Task directions.
Scan the entries below for the word "different". Copy each line that has it.

Data records.
★ ★ ★ ★

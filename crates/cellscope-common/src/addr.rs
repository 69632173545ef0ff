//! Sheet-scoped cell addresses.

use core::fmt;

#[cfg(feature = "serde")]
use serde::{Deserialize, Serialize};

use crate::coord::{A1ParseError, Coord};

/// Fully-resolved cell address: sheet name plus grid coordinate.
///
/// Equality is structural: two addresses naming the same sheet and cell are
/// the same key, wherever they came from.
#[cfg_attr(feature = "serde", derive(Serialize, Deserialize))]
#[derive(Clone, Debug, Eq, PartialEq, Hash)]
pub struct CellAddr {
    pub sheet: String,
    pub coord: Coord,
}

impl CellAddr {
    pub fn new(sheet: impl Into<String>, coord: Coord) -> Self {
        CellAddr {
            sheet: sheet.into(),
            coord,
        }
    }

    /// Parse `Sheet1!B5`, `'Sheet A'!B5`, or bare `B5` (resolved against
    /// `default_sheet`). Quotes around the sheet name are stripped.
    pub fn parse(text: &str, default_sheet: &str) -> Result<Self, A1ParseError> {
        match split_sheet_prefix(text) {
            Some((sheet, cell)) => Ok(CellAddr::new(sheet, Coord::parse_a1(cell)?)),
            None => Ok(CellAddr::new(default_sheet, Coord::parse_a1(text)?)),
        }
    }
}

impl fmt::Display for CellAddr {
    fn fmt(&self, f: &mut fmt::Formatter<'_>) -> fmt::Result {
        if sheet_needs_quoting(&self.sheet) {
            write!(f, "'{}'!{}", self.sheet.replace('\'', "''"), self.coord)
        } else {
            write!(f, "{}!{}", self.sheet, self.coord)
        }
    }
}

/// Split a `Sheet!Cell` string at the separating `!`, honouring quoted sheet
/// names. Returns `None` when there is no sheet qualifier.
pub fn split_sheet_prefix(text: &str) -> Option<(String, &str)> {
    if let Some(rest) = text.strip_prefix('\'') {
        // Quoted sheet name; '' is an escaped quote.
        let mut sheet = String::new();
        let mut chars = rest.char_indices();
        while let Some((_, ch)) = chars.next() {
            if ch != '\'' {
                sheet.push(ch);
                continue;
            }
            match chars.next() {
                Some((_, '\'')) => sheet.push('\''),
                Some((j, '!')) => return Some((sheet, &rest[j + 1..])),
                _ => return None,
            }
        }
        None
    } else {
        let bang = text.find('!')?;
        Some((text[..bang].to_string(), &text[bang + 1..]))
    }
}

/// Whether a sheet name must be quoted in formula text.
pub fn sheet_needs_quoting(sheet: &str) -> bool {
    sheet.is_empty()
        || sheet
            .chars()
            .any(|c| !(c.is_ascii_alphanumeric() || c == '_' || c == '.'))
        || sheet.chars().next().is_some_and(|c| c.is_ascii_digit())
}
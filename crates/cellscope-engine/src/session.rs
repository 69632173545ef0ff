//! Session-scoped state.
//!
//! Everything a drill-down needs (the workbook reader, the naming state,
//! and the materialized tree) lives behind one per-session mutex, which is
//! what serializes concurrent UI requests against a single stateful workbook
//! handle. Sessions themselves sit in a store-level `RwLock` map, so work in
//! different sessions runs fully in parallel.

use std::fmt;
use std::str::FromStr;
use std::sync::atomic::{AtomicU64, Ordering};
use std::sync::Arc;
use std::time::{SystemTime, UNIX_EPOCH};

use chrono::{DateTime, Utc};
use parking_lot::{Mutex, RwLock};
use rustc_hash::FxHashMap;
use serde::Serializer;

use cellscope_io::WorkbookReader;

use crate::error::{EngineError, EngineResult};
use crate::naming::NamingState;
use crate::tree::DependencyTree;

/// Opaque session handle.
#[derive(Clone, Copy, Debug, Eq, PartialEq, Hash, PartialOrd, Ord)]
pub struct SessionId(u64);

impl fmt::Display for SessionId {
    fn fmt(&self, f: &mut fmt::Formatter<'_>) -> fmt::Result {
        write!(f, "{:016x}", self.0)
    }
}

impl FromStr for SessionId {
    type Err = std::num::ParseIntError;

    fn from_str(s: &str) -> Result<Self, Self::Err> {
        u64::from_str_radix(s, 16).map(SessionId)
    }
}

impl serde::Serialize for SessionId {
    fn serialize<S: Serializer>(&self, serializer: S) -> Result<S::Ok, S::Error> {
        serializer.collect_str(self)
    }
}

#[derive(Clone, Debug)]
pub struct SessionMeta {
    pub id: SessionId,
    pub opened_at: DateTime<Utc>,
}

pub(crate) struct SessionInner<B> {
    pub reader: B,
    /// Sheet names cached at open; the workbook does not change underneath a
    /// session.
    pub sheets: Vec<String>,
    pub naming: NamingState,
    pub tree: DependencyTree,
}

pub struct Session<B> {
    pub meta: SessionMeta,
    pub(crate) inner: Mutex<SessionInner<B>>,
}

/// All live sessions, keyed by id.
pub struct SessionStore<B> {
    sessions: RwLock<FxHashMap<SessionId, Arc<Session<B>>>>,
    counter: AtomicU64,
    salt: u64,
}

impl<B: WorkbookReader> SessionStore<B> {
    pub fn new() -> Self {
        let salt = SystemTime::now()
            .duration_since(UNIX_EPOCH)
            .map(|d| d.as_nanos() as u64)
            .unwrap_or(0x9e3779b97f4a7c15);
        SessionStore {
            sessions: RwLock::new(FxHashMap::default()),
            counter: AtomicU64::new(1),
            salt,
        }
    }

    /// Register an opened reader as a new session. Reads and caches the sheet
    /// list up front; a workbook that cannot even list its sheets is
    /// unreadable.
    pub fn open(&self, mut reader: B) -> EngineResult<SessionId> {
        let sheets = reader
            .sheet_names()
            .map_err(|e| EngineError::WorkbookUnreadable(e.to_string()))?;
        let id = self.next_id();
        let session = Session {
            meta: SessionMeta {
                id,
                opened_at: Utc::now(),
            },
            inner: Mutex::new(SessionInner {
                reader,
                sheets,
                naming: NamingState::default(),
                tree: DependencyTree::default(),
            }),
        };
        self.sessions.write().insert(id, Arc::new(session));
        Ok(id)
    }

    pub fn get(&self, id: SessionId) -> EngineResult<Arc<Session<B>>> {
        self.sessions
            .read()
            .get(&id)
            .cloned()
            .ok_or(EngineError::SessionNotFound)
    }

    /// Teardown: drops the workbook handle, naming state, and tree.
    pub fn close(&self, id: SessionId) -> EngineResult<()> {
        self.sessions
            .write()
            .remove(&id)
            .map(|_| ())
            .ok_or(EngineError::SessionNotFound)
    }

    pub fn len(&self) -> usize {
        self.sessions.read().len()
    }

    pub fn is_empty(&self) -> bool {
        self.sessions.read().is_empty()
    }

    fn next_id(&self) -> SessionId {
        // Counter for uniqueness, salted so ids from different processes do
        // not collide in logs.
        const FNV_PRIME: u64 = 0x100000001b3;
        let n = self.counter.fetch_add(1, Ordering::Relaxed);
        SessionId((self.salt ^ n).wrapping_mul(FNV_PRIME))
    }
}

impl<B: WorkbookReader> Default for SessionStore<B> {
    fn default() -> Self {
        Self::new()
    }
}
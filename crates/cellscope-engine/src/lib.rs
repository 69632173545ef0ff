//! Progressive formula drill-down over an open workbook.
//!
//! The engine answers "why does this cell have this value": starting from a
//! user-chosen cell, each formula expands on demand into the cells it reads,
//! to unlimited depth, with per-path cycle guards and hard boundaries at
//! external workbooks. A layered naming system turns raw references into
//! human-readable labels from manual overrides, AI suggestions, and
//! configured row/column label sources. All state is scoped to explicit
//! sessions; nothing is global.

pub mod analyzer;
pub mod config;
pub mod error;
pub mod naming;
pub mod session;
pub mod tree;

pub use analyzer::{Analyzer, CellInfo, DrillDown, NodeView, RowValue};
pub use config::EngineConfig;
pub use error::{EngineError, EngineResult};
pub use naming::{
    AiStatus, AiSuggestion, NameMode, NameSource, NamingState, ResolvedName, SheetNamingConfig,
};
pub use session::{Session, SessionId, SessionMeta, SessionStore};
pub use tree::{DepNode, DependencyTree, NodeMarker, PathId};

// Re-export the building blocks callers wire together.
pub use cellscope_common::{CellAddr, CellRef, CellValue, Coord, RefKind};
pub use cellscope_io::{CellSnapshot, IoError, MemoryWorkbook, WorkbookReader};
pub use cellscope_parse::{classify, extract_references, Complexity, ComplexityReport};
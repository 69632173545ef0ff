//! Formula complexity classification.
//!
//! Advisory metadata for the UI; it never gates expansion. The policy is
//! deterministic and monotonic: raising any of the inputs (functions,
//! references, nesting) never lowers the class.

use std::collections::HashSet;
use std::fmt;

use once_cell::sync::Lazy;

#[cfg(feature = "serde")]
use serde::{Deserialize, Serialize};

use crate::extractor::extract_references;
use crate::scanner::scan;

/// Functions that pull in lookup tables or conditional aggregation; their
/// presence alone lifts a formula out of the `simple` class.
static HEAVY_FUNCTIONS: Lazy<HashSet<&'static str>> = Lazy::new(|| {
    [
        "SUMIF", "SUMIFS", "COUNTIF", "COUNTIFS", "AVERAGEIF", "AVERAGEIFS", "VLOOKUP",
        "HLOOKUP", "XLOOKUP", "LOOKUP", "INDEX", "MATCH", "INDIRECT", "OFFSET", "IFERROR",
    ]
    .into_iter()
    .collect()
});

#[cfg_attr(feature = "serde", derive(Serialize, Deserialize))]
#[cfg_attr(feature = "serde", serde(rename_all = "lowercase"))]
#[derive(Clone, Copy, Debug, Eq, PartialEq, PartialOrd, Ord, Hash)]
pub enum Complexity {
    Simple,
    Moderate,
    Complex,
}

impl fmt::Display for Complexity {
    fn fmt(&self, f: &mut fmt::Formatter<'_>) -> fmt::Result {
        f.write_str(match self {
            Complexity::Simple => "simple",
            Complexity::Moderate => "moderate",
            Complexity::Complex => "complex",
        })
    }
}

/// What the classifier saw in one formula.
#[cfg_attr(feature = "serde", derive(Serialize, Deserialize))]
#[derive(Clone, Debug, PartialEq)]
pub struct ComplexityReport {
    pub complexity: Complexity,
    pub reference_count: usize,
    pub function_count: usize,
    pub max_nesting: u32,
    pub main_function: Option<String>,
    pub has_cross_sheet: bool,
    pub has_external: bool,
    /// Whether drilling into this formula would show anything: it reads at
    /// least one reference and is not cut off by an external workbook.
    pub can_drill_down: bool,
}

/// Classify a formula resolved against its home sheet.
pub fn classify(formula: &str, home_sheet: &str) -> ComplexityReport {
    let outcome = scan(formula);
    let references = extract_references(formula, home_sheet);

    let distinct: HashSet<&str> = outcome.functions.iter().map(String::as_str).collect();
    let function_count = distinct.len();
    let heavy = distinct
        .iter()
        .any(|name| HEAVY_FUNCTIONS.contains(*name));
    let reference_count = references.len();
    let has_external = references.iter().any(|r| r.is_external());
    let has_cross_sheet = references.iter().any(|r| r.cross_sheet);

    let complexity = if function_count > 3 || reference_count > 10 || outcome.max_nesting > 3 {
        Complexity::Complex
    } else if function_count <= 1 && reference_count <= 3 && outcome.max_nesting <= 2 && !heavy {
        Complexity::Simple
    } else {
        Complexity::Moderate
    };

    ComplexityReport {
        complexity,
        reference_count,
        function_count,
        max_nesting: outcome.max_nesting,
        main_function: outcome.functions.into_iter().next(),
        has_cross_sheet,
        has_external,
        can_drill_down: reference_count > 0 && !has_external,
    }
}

★ ★ ★ ★

The completed task.
//! different sessions runs fully in parallel.
        // Counter for uniqueness, salted so ids from different processes do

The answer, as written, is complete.